However, if you are found guilty at the CM, the powers of punishment are higher than that of a Presiding Officer at a ST.

Having been 'the accused' before, a witness, and the one who recommended charges on more than 1 occassion, I think the ST portion of the military justice system does the exact job it is supposed to do.   I didn't think that when I was 'the accused' of course but...hey, I was just a kid.

Its a system, and like all systems, its not perfect but it works.  All your statistic indicates is that 97% of the charges that go to ST are determined to have been "acussed is guilty".  That doesn't account for the DIs that happen that the unit, ULA, JAG, etc decide to not proceed with, or handle thru other ways (extras, defaulters/PUPS/BIRDS, etc) or thru Admin measures (Remedial Measures, etc).

IIRC, a minor charge with a fine of less than X amount of dollars comes off your Coduct Sheet after X amount of years (or mine all did).  However, something like C & P stays on your Pers File forever.  Sometimes a ST is better in the long run than a RW or C & P.  Depends on the situation.


----------



## aesop081 (12 Feb 2012)

Having a fine over $500 left on your conduct sheet isn't bad either.......makes you ineligible for the QDJM  ;D


----------



## Eye In The Sky (12 Feb 2012)

But why wouldn't you want one of those?   >


----------



## Shamrock (13 Feb 2012)

Eye In The Sky said:
			
		

> IIRC, a minor charge with a fine of less than X amount of dollars comes off your Coduct Sheet after X amount of years (or mine all did).  However, something like C & P stays on your Pers File forever.  Sometimes a ST is better in the long run than a RW or C & P.  Depends on the situation.



A finding of guilty does not preclude administrative action.


----------



## Eye In The Sky (13 Feb 2012)

True that, but I wasn't saying you can't be subject to both Admin and Disciplinary from the same incident, just pointing out that over the course of your career, a ST finding of guilty has the potential to 'go away', whereas a RM stays on your pers file forever.  10 years later, if you have the same conduct/performance pop up, and they look at your file and go "hey, Bloggins had an issue back in year XX".


----------



## Teflon (13 Feb 2012)

greencycle said:
			
		

> I am facing an NDA charge. A legal advisor has told me that I have a good chance of being found innocent at a full-fledged court martial. Therefore, I elected for such. However, I am reconsidering, given the lengthy time to trial.
> 
> I checked the statistics on summary trials. There is a 97% conviction rate. With such a hefty conviction rate, I am wondering if the summary trial system is in fact fair.
> 
> In your experience, is the summary trial system capable of distinguishing the innocent from the guilty?

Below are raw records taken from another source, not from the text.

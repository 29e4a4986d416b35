//! sealpage-crypto: password lock protocol for static documents
//!
//! Architecture: derive-then-encrypt-then-MAC, all values hex on the wire
//!
//! Pipeline: password + salt → PBKDF2 rounds → key → AES-256-CBC → HMAC-SHA256 tag
//!
//! Wire format:
//! ```text
//! signedMsg = hex(tag)[64] || hex(iv)[32] || hex(ciphertext)
//! tag       = HMAC-SHA256(key, hex(iv) || hex(ciphertext))
//! ```
//!
//! Key derivation (current pipeline):
//! ```text
//! k1 = PBKDF2-HMAC-SHA1  (password, salt,   1_000)
//! k2 = PBKDF2-HMAC-SHA256(hex(k1),  salt,  14_000)
//! k3 = PBKDF2-HMAC-SHA256(hex(k2),  salt, 585_000)   <- key
//! ```
//!
//! Messages carry no pipeline marker. Older documents were sealed with
//! shorter pipelines, so the verifier falls back through the legacy table
//! until a tag matches.

pub mod cipher;
pub mod encode;
pub mod error;
pub mod hex;
pub mod kdf;
pub mod mac;
pub mod message;
pub mod pipeline;
pub mod verify;

pub use encode::{encode, encode_with_key, generate_salt, hash_password};
pub use error::{CryptoError, CryptoResult};
pub use kdf::{derive_round, DerivedKey, HashAlgorithm, KdfParams, Round};
pub use mac::{sign_message, verify_tag};
pub use message::SignedMessage;
pub use pipeline::{KeyDerivation, LegacyTable, Pipeline};
pub use verify::{Decoded, MatchedPipeline, Verifier};

/// Size of a derived key in bytes (256-bit)
pub const KEY_SIZE: usize = 32;

/// Size of an AES-CBC initialization vector (128-bit)
pub const IV_SIZE: usize = 16;

/// Size of a lock salt in bytes (128-bit)
pub const SALT_SIZE: usize = 16;

/// Length of the hex-encoded HMAC-SHA256 tag at the front of a signed message
pub const TAG_HEX_LEN: usize = 64;

/// Length of the hex-encoded IV at the front of a ciphertext body
pub const IV_HEX_LEN: usize = IV_SIZE * 2;
//! Signed message: `tag || body`, sliced at a fixed offset

use std::fmt;

use crate::error::{CryptoError, CryptoResult};
use crate::{hex, IV_HEX_LEN, TAG_HEX_LEN};

/// A sealed document as stored in the page.
///
/// The first [`TAG_HEX_LEN`] characters are always the tag. There is no
/// delimiter and no version marker.
#[derive(Debug, Clone, PartialEq, Eq)]
pub struct SignedMessage {
    raw: String,
}

impl SignedMessage {
    /// Validate and wrap a stored signed message.
    ///
    /// Rejects anything that is not hex or is too short to hold a tag and
    /// an IV. This happens before any key derivation.
    pub fn parse(raw: &str) -> CryptoResult<Self> {
        if !hex::is_hex(raw) {
            return Err(CryptoError::MalformedHex(
                "signed message contains non-hex characters".into(),
            ));
        }
        if raw.len() < TAG_HEX_LEN + IV_HEX_LEN {
            return Err(CryptoError::MalformedHex(format!(
                "signed message too short: {} chars (minimum {})",
                raw.len(),
                TAG_HEX_LEN + IV_HEX_LEN
            )));
        }
        Ok(Self {
            raw: raw.to_string(),
        })
    }

    /// Join a freshly computed tag with its ciphertext body.
    pub fn compose(tag: &str, body: &str) -> CryptoResult<Self> {
        if tag.len() != TAG_HEX_LEN {
            return Err(CryptoError::MalformedHex(format!(
                "tag must be {TAG_HEX_LEN} hex chars, got {}",
                tag.len()
            )));
        }
        let mut raw = String::with_capacity(tag.len() + body.len());
        raw.push_str(tag);
        raw.push_str(body);
        Self::parse(&raw)
    }

    pub fn tag(&self) -> &str {
        &self.raw[..TAG_HEX_LEN]
    }

    pub fn body(&self) -> &str {
        &self.raw[TAG_HEX_LEN..]
    }

    pub fn as_str(&self) -> &str {
        &self.raw
    }

    pub fn into_string(self) -> String {
        self.raw
    }
}

impl fmt::Display for SignedMessage {
    fn fmt(&self, f: &mut fmt::Formatter<'_>) -> fmt::Result {
        f.write_str(&self.raw)
    }
}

My only question is: Are you guilty? ie: did you do it?


----------



## CountDC (13 Feb 2012)

my thought too Teflon.


----------



## armyvern (13 Feb 2012)

Teflon said:
			
		

> My only question is: Are you guilty? ie: did you do it?



I'd strongly recommend that he/she not answer that question here ...  

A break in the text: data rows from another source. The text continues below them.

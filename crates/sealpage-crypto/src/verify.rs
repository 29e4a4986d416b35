//! Verification and decoding with legacy-pipeline fallback
//!
//! ```text
//! key ← current(pw)          ── tag ok? ──▶ decrypt ──▶ Success
//!   │ mismatch
//!   ▼
//! key ← legacy[0](pw)        ── tag ok? ──▶ decrypt ──▶ Success
//!   │ mismatch
//!   ▼
//! key ← legacy[1](pw)        ── tag ok? ──▶ decrypt ──▶ Success
//!   │ mismatch
//!   ▼
//! SignatureMismatch
//! ```
//!
//! Every legacy key is derived from the raw password the user typed, never
//! from the key that just failed. First match wins.

use std::fmt;

use secrecy::{ExposeSecret, SecretString};
use tracing::{debug, warn};

use crate::error::{CryptoError, CryptoResult};
use crate::kdf::DerivedKey;
use crate::message::SignedMessage;
use crate::pipeline::KeyDerivation;
use crate::{cipher, mac};

/// Which derivation produced the key that verified.
#[derive(Debug, Clone, Copy, PartialEq, Eq)]
pub enum MatchedPipeline {
    Current,
    Legacy(usize),
}

impl fmt::Display for MatchedPipeline {
    fn fmt(&self, f: &mut fmt::Formatter<'_>) -> fmt::Result {
        match self {
            MatchedPipeline::Current => f.write_str("current"),
            MatchedPipeline::Legacy(i) => write!(f, "legacy[{i}]"),
        }
    }
}

/// Plaintext recovered from a signed message.
#[derive(Clone, PartialEq, Eq)]
pub struct Decoded {
    pub plaintext: String,
    pub pipeline: MatchedPipeline,
}

impl fmt::Debug for Decoded {
    fn fmt(&self, f: &mut fmt::Formatter<'_>) -> fmt::Result {
        f.debug_struct("Decoded")
            .field("plaintext", &format_args!("[{} bytes]", self.plaintext.len()))
            .field("pipeline", &self.pipeline)
            .finish()
    }
}

pub struct Verifier<'a> {
    kdf: &'a KeyDerivation,
}

impl<'a> Verifier<'a> {
    pub fn new(kdf: &'a KeyDerivation) -> Self {
        Self { kdf }
    }

    /// Full view-time path: validate, derive with the current pipeline,
    /// then fall back through the legacy table.
    pub fn unlock(
        &self,
        password: &SecretString,
        salt: &str,
        signed_msg: &str,
    ) -> CryptoResult<Decoded> {
        let msg = SignedMessage::parse(signed_msg)?;
        let key = self.kdf.derive_current(password, salt)?;
        self.decode(&msg, key, salt, password.expose_secret().as_bytes())
    }

    /// Check `msg` against `hashed_password`, then against each legacy
    /// pipeline applied to `original_password`.
    ///
    /// `original_password` must be the literal text the user entered.
    pub fn decode(
        &self,
        msg: &SignedMessage,
        hashed_password: DerivedKey,
        salt: &str,
        original_password: &[u8],
    ) -> CryptoResult<Decoded> {
        let legacy_len = self.kdf.legacy().len();
        let mut key = hashed_password;
        let mut matched = MatchedPipeline::Current;
        let mut next = 0usize;

        loop {
            if mac::verify_tag(&key, msg.body(), msg.tag())? {
                let plaintext = cipher::decrypt(msg.body(), &key).map_err(|e| {
                    warn!(pipeline = %matched, "tag verified but decryption failed");
                    match e {
                        CryptoError::DecryptionFailed(_) => e,
                        other => CryptoError::DecryptionFailed(other.to_string()),
                    }
                })?;
                debug!(pipeline = %matched, "signature verified");
                return Ok(Decoded {
                    plaintext,
                    pipeline: matched,
                });
            }

            if next >= legacy_len {
                debug!(attempts = next + 1, "signature mismatch on every pipeline");
                return Err(CryptoError::SignatureMismatch);
            }

            debug!(failed = %matched, trying = next, "signature mismatch, trying legacy pipeline");
            key = self.kdf.derive_legacy(next, original_password, salt)?;
            matched = MatchedPipeline::Legacy(next);
            next += 1;
        }
    }
}
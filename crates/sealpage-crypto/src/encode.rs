//! Lock-time encoding: salt generation and `tag || ciphertext` composition

use rand::RngCore;
use secrecy::SecretString;

use crate::error::CryptoResult;
use crate::kdf::DerivedKey;
use crate::message::SignedMessage;
use crate::pipeline::KeyDerivation;
use crate::{cipher, hex, mac, SALT_SIZE};

/// Generate a random 128-bit salt, hex-encoded.
pub fn generate_salt() -> String {
    let mut bytes = [0u8; SALT_SIZE];
    rand::thread_rng().fill_bytes(&mut bytes);
    hex::stringify(&bytes)
}

/// Derive a document key with the current pipeline.
pub fn hash_password(
    kdf: &KeyDerivation,
    password: &SecretString,
    salt: &str,
) -> CryptoResult<DerivedKey> {
    kdf.derive_current(password, salt)
}

/// Encrypt and tag `plaintext` under an already derived key.
pub fn encode_with_key(plaintext: &str, key: &DerivedKey) -> CryptoResult<SignedMessage> {
    let body = cipher::encrypt(plaintext, key)?;
    let tag = mac::sign_message(key, &body)?;
    SignedMessage::compose(&tag, &body)
}

/// Derive, encrypt, and tag in one step.
pub fn encode(
    kdf: &KeyDerivation,
    plaintext: &str,
    password: &SecretString,
    salt: &str,
) -> CryptoResult<SignedMessage> {
    let key = hash_password(kdf, password, salt)?;
    encode_with_key(plaintext, &key)
}

#[cfg(test)]
mod tests {
    use super::*;
    use crate::kdf::KdfParams;
    use crate::{IV_HEX_LEN, TAG_HEX_LEN};

    fn fast_kdf() -> KeyDerivation {
        KeyDerivation::new(&KdfParams {
            sha1_iterations: 1,
            sha256_iterations: 1,
            final_iterations: 1,
        })
        .unwrap()
    }

    #[test]
    fn test_salt_shape() {
        let salt = generate_salt();
        assert_eq!(salt.len(), SALT_SIZE * 2);
        assert!(hex::is_hex(&salt));
        assert_ne!(salt, generate_salt(), "salts must be random");
    }

    #[test]
    fn test_tag_covers_body() {
        let kdf = fast_kdf();
        let pw = SecretString::from("pw");
        let msg = encode(&kdf, "doc", &pw, "salt").unwrap();
        let key = hash_password(&kdf, &pw, "salt").unwrap();
        assert_eq!(msg.tag(), mac::sign_message(&key, msg.body()).unwrap());
    }

    #[test]
    fn test_empty_plaintext_layout() {
        let key = DerivedKey::from_bytes(&[5u8; crate::KEY_SIZE]);
        let msg = encode_with_key("", &key).unwrap();
        assert_eq!(msg.as_str().len(), TAG_HEX_LEN + IV_HEX_LEN + 32);
        assert_eq!(msg.tag(), mac::sign_message(&key, msg.body()).unwrap());
    }
}
//! Key derivation: PBKDF2 rounds → 256-bit derived key
//!
//! A round is one PBKDF2 invocation. Rounds chain by feeding the previous
//! round's *hex text* in as the next round's password; the salt is always
//! the UTF-8 bytes of the salt hex string.

use std::fmt;
use std::time::Instant;

use pbkdf2::pbkdf2_hmac;
use sha1::Sha1;
use sha2::Sha256;
use zeroize::Zeroize;

use crate::error::{CryptoError, CryptoResult};
use crate::{hex, KEY_SIZE};

/// Hash underlying a PBKDF2 round.
#[derive(Debug, Clone, Copy, PartialEq, Eq)]
pub enum HashAlgorithm {
    Sha1,
    Sha256,
}

impl fmt::Display for HashAlgorithm {
    fn fmt(&self, f: &mut fmt::Formatter<'_>) -> fmt::Result {
        match self {
            HashAlgorithm::Sha1 => f.write_str("SHA-1"),
            HashAlgorithm::Sha256 => f.write_str("SHA-256"),
        }
    }
}

/// One hashing step of a pipeline.
#[derive(Debug, Clone, Copy, PartialEq, Eq)]
pub struct Round {
    pub iterations: u32,
    pub hash: HashAlgorithm,
}

impl Round {
    pub const fn new(iterations: u32, hash: HashAlgorithm) -> Self {
        Self { iterations, hash }
    }
}

/// A 256-bit key held as its 64-character hex form.
///
/// The hex form is what chains between rounds, so it is the canonical
/// representation. Zeroized on drop.
#[derive(Clone, PartialEq, Eq)]
pub struct DerivedKey {
    hex: String,
}

impl DerivedKey {
    pub fn from_bytes(bytes: &[u8; KEY_SIZE]) -> Self {
        Self {
            hex: hex::stringify(bytes),
        }
    }

    pub fn as_hex(&self) -> &str {
        &self.hex
    }

    /// Raw key bytes for the cipher and MAC.
    pub fn to_bytes(&self) -> CryptoResult<[u8; KEY_SIZE]> {
        let mut raw = hex::parse(&self.hex)?;
        if raw.len() != KEY_SIZE {
            let len = raw.len();
            raw.zeroize();
            return Err(CryptoError::InvalidKeyLength(len));
        }
        let mut out = [0u8; KEY_SIZE];
        out.copy_from_slice(&raw);
        raw.zeroize();
        Ok(out)
    }
}

impl Drop for DerivedKey {
    fn drop(&mut self) {
        self.hex.zeroize();
    }
}

impl fmt::Debug for DerivedKey {
    fn fmt(&self, f: &mut fmt::Formatter<'_>) -> fmt::Result {
        f.debug_struct("DerivedKey")
            .field("hex", &"[REDACTED]")
            .finish()
    }
}

/// Iteration counts for the three rounds of the current pipeline.
///
/// Legacy pipelines reuse rounds 2 and 3, so these also shape the legacy
/// table. Production documents must use the defaults; tests inject small
/// counts.
#[derive(Debug, Clone, Copy, PartialEq, Eq)]
pub struct KdfParams {
    /// Round 1, PBKDF2-HMAC-SHA1 (default: 1000)
    pub sha1_iterations: u32,
    /// Round 2, PBKDF2-HMAC-SHA256 (default: 14000)
    pub sha256_iterations: u32,
    /// Round 3, PBKDF2-HMAC-SHA256 (default: 585000)
    pub final_iterations: u32,
}

impl Default for KdfParams {
    fn default() -> Self {
        Self {
            sha1_iterations: 1000,
            sha256_iterations: 14000,
            final_iterations: 585000,
        }
    }
}

impl KdfParams {
    pub fn round1(&self) -> Round {
        Round::new(self.sha1_iterations, HashAlgorithm::Sha1)
    }

    pub fn round2(&self) -> Round {
        Round::new(self.sha256_iterations, HashAlgorithm::Sha256)
    }

    pub fn round3(&self) -> Round {
        Round::new(self.final_iterations, HashAlgorithm::Sha256)
    }

    pub fn validate(&self) -> CryptoResult<()> {
        for round in [self.round1(), self.round2(), self.round3()] {
            check_round(&round)?;
        }
        Ok(())
    }
}

/// Run one PBKDF2 round, producing a 256-bit key.
///
/// Never cached: every password guess pays the full iteration cost.
pub fn derive_round(password: &[u8], salt: &str, round: Round) -> CryptoResult<DerivedKey> {
    check_round(&round)?;

    let started = Instant::now();
    let mut key = [0u8; KEY_SIZE];
    match round.hash {
        HashAlgorithm::Sha1 => {
            pbkdf2_hmac::<Sha1>(password, salt.as_bytes(), round.iterations, &mut key)
        }
        HashAlgorithm::Sha256 => {
            pbkdf2_hmac::<Sha256>(password, salt.as_bytes(), round.iterations, &mut key)
        }
    }
    let derived = DerivedKey::from_bytes(&key);
    key.zeroize();

    tracing::trace!(
        hash = %round.hash,
        iterations = round.iterations,
        elapsed = ?started.elapsed(),
        "PBKDF2 round complete"
    );

    Ok(derived)
}

fn check_round(round: &Round) -> CryptoResult<()> {
    if round.iterations == 0 {
        return Err(CryptoError::InvalidParams(format!(
            "{} round has zero iterations",
            round.hash
        )));
    }
    Ok(())
}

#[cfg(test)]
mod tests {
    use super::*;

    #[test]
    fn test_pbkdf2_sha1_known_answer() {
        // RFC 6070, c = 1; the first 20 bytes of a 32-byte output equal T1
        let key = derive_round(b"password", "salt", Round::new(1, HashAlgorithm::Sha1)).unwrap();
        assert!(key
            .as_hex()
            .starts_with("0c60c80f961f0e71f3a9b524af6012062fe037a6"));
        assert_eq!(key.as_hex().len(), 64);
    }

    #[test]
    fn test_pbkdf2_sha256_known_answer() {
        let key = derive_round(b"password", "salt", Round::new(1, HashAlgorithm::Sha256)).unwrap();
        assert_eq!(
            key.as_hex(),
            "120fb6cffcf8b32c43e7225256c4f837a86548c92ccc35480805987cb70be17b"
        );
    }

    #[test]
    fn test_round_deterministic() {
        let round = Round::new(10, HashAlgorithm::Sha256);
        let k1 = derive_round(b"hunter2", "00ff", round).unwrap();
        let k2 = derive_round(b"hunter2", "00ff", round).unwrap();
        assert_eq!(k1, k2, "KDF must be deterministic");
    }

    #[test]
    fn test_round_hash_matters() {
        let k1 = derive_round(b"pw", "salt", Round::new(5, HashAlgorithm::Sha1)).unwrap();
        let k2 = derive_round(b"pw", "salt", Round::new(5, HashAlgorithm::Sha256)).unwrap();
        assert_ne!(k1, k2);
    }

    #[test]
    fn test_zero_iterations_rejected() {
        let result = derive_round(b"pw", "salt", Round::new(0, HashAlgorithm::Sha256));
        assert!(matches!(result, Err(CryptoError::InvalidParams(_))));
    }

    #[test]
    fn test_default_params() {
        let params = KdfParams::default();
        assert_eq!(params.round1(), Round::new(1000, HashAlgorithm::Sha1));
        assert_eq!(params.round2(), Round::new(14000, HashAlgorithm::Sha256));
        assert_eq!(params.round3(), Round::new(585000, HashAlgorithm::Sha256));
        assert!(params.validate().is_ok());
    }

    #[test]
    fn test_derived_key_bytes_roundtrip() {
        let key = DerivedKey::from_bytes(&[0xABu8; KEY_SIZE]);
        assert_eq!(key.as_hex(), "ab".repeat(KEY_SIZE));
        assert_eq!(key.to_bytes().unwrap(), [0xABu8; KEY_SIZE]);
    }

    #[test]
    fn test_derived_key_debug_redacted() {
        let key = DerivedKey::from_bytes(&[7u8; KEY_SIZE]);
        let dbg = format!("{key:?}");
        assert!(dbg.contains("REDACTED"));
        assert!(!dbg.contains("0707"));
    }
}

Now, from a CSM standpoint, I'd never draft the RDP up, nor recommend charges be laid, if I didn't think the outcome would be "guilty"; and, I know that other CSMs think the exact same way --- it's a lot of admin and paperwork that is better spent should our UD investigation deem them not proceedable. In essence, the high volume of "guilty" outcomes in the ST process. If our investigation showed the possibility of "not guilty" party, it wouldn't be RDP'd in the first place in 100% of those cases.


----------



## Teflon (13 Feb 2012)

ArmyVern said:
			
		

> I'd strongly recommend that he/she not answer that question here ...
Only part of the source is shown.